Selection was done by title and abstract. Data taken from the selected articles included study or article identification, age, symptoms, treatment and follow-up.
Ethical considerations. Informed consent in writing was obtained from the patient for the publication of the clinical case, the photograph of the tumour, and the pathology slides. The necessary precautions were taken to guarantee information confidentiality and patient anonymity.
RESULTS
Once duplicate literature was eliminated, 706 references were reviewed by title and abstract and, of them, 19 met the inclusion and exclusion criteria. Most of the references were case reports and only one was a systematic review of cervical carcinosarcoma14. A systematic review was also found about treatment of carcinosarcoma of the uterine corpus13; however, there are histologic differences between these two entities and it is not known whether treatment may be the same. Table 1 shows the studies included in this review.

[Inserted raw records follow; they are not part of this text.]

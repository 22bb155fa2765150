//! Bounded FIFO cache of recently-freshened blocks.

use std::collections::{HashMap, VecDeque};
use std::time::{Duration, Instant};

use crate::key::ObjectKey;

/// Capacity of the freshen cache.
pub const FRESHEN_CACHE_SIZE: usize = 1_000_000;

/// Maps content keys to the instant their freshen promise expires.
///
/// Eviction is strictly oldest-insertion-first; a re-inserted key keeps its
/// queue position. The critical sections are all O(1), so a single lock
/// around the whole structure is enough.
pub(crate) struct FreshenCache {
    capacity: usize,
    expiry: HashMap<ObjectKey, Instant>,
    order: VecDeque<ObjectKey>,
}

impl FreshenCache {
    pub(crate) fn new(capacity: usize) -> Self {
        Self { capacity, expiry: HashMap::new(), order: VecDeque::new() }
    }

    /// Records `key` as freshened for the next `lifetime`.
    pub(crate) fn insert(&mut self, key: ObjectKey, lifetime: Duration) {
        let expires = Instant::now() + lifetime;
        if self.expiry.insert(key, expires).is_some() {
            return;
        }
        if self.order.len() == self.capacity {
            if let Some(evicted) = self.order.pop_front() {
                self.expiry.remove(&evicted);
            }
        }
        self.order.push_back(key);
    }

    /// True while the key's freshen promise still holds.
    pub(crate) fn good(&self, key: &ObjectKey) -> bool {
        match self.expiry.get(key) {
            Some(expires) => Instant::now() < *expires,
            None => false,
        }
    }

    pub(crate) fn len(&self) -> usize {
        self.order.len()
    }
}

Treatment. In the case reports reviewed, 24 patients ranging between 36 and 80 years of age were identified6,10,14-27. The treatment used in those cases were surgery followed by radiotherapy in 11 patients6,10,11,17,20-22,26,27; surgery plus chemotherapy and radiotherapy in 6 cases12,14,16,21,23; surgery plus chemotherapy in 2 cases21,22; surgery alone in 3 cases15,18,24; and radiotherapy in 2 cases19,25. Kimyon Comert et al. conducted a review of case series and case reports, rated as low quality by Amstar (only one database included, no removal of duplicate data, and no consideration of the risk of bias). It included 81 subjects with carcinosarcoma and reported that in patients with advanced disease, the authors recommend cytoreduction surgery to remove all macroscopic disease14. Kadota23 and Laterza22 report on the use of radiotherapy because they consider that it can reduce locoregional recurrences. In a narrative review on the treatment of carcinosarcoma of the uterine corpus, Menczer presents several combined chemotherapy regimens that are affective as adjuvant treatment, such as cisplatin/ifosfamide, ifosfamide/placlitaxel and paclitaxel/carboplatin13; however, it is worth restating that it is not clear whether cervical carcinosarcoma is the same as uterine CS, and this management might not be appropriate for cervical neoplasia.

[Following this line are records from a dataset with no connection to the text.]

//! The minimal blob-store primitive the datastore layers on top of.

pub mod memory;

use std::collections::HashMap;

use async_trait::async_trait;

use crate::key::ObjectKey;

/// Per-block string metadata. The only key this crate interprets is
/// [`TIME_TO_LIVE`].
pub type Metadata = HashMap<String, String>;

/// Metadata key holding the seconds of life a block has left, as decimal.
pub const TIME_TO_LIVE: &str = "TimeToLive";

/// Blob-store failures. `KeyNotFound` is first class and distinct from
/// transport trouble; nothing here retries.
#[derive(Debug)]
pub enum Error {
    KeyNotFound,
    Transport(String),
}

impl std::fmt::Display for Error {
    fn fmt(&self, f: &mut std::fmt::Formatter<'_>) -> std::fmt::Result {
        match self {
            Error::KeyNotFound => write!(f, "key not found"),
            Error::Transport(msg) => write!(f, "transport failure: {msg}"),
        }
    }
}

pub type Result<T> = std::result::Result<T, Error>;

/// A store of immutable blobs addressed by object key.
#[async_trait]
pub trait BlobStore: Send + Sync {
    /// Stores `bytes` under `key`, replacing the metadata wholesale.
    ///
    /// Idempotent with respect to `(key, bytes)` when `bytes` is the hash
    /// preimage of `key`.
    async fn insert(&self, key: &ObjectKey, bytes: &[u8], metadata: &Metadata) -> Result<()>;

    async fn get(&self, key: &ObjectKey) -> Result<(Vec<u8>, Metadata)>;

    /// Fetches only the metadata; cheaper than [`BlobStore::get`] on backends
    /// that support it.
    async fn metadata(&self, key: &ObjectKey) -> Result<Metadata>;

    /// Removes `key`. Absent keys succeed silently.
    async fn delete(&self, key: &ObjectKey) -> Result<()>;
}

/// Builds the metadata map for a block inserted with `ttl` seconds of life.
pub fn ttl_metadata(ttl_seconds: u64) -> Metadata {
    let mut metadata = Metadata::new();
    metadata.insert(TIME_TO_LIVE.to_owned(), ttl_seconds.to_string());
    metadata
}

/// Parses the remaining TTL out of a metadata map, if present and decimal.
pub fn parse_ttl(metadata: &Metadata) -> Option<u64> {
    metadata.get(TIME_TO_LIVE)?.parse().ok()
}

#[cfg(test)]
mod tests {
    use super::*;

    #[test]
    fn test_ttl_metadata_roundtrip() {
        let metadata = ttl_metadata(86_400);
        assert_eq!(parse_ttl(&metadata), Some(86_400));
    }

    #[test]
    fn test_parse_ttl_absent_or_garbage() {
        assert_eq!(parse_ttl(&Metadata::new()), None);
        let mut metadata = Metadata::new();
        metadata.insert(TIME_TO_LIVE.to_owned(), "soon".to_owned());
        assert_eq!(parse_ttl(&metadata), None);
    }
}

Prognosis. Survival in women with cervical sarcoma is lower than in women with squamous cell carcinoma or adenocarcinoma, compared by stages.
In patients with stage IB tumours, 5-year survival is only 67%7. It has been found that, in average, 2-year survival is 50%, although it varies depending on stage, age and cell differentiation3. Surgery followed by adjuvant radiotherapy, with or without chemotherapy, is associated with improved disease free survival and overall survival14. The studies included in this review found that survival varied between 4 weeks and 10 years. However, survival in the majority of cases was less than three years (Table 1). Pathological factors associated with survival and disease recurrence include depth of myometrial invasion, lymph node involvement, adnexal and serosal extension, positive tumour cityology, and residual tumour volume13,28,29.
CONCLUSION
Cervical carcinosarcoma is an infrequent entity whose most common clinical manifestation is genital bleeding accompanied by a pelvic mass. Surgery, radiotherapy and chemotherapy are among the therapeutic options for the treatment of this disease condition. However, regardless of the treatment provided, survival and freedom of disease appear to be short. Studies of high methodological quality are needed in order to assess the safety and effectiveness of the different interventions for the therapeutic approach to this disease.